#### Problem details
Which of the lines below contain the string "path"? Pull each one out of the data.

(Stored records)
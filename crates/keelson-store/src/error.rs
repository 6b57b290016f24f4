// ABOUTME: Error type shared by the memento and sync-record persisters.
// ABOUTME: Separates unreachable storage (Io) from corrupt records (Format).

use std::time::Duration;

use thiserror::Error;

use crate::object_store::StoreError;

#[derive(Debug, Error)]
pub enum PersistenceError {
    /// The store could not be read or written. Callers retry on their next
    /// scheduled operation.
    #[error("persistence io error at {path}: {source}")]
    Io {
        path: String,
        #[source]
        source: StoreError,
    },

    /// A stored record could not be parsed or its references did not resolve.
    #[error("persistence format error at {path}: {message}")]
    Format { path: String, message: String },

    #[error("timed out after {0:?} waiting for writes to complete")]
    Timeout(Duration),

    #[error("persister has been stopped")]
    Stopped,

    #[error("store not prepared for use: {0}")]
    NotPrepared(String),
}

impl PersistenceError {
    pub(crate) fn store(path: impl Into<String>, source: StoreError) -> Self {
        match source {
            StoreError::NotPrepared(summary) | StoreError::Closed(summary) => {
                PersistenceError::NotPrepared(summary)
            }
            source => PersistenceError::Io {
                path: path.into(),
                source,
            },
        }
    }

    pub(crate) fn format(path: impl Into<String>, message: impl ToString) -> Self {
        PersistenceError::Format {
            path: path.into(),
            message: message.to_string(),
        }
    }

    pub fn is_format(&self) -> bool {
        matches!(self, PersistenceError::Format { .. })
    }
}

#[cfg(test)]
mod tests {
    use super::*;

    #[test]
    fn unprepared_store_maps_to_not_prepared() {
        let err = PersistenceError::store("entities/e1", StoreError::Closed("mem".to_string()));
        assert!(matches!(err, PersistenceError::NotPrepared(ref s) if s == "mem"));

        let err = PersistenceError::store(
            "entities/e1",
            StoreError::Io(std::io::Error::other("disk gone")),
        );
        assert_eq!(
            err.to_string(),
            "persistence io error at entities/e1: io error: disk gone"
        );
        assert!(!err.is_format());
    }
}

#### Result for this exercise
    #[error("persistence io error at {path}: {source}")]
        path: String,
    #[error("persistence format error at {path}: {message}")]
    Format { path: String, message: String },
    pub(crate) fn store(path: impl Into<String>, source: StoreError) -> Self {
                path: path.into(),
    pub(crate) fn format(path: impl Into<String>, message: impl ToString) -> Self {
            path: path.into(),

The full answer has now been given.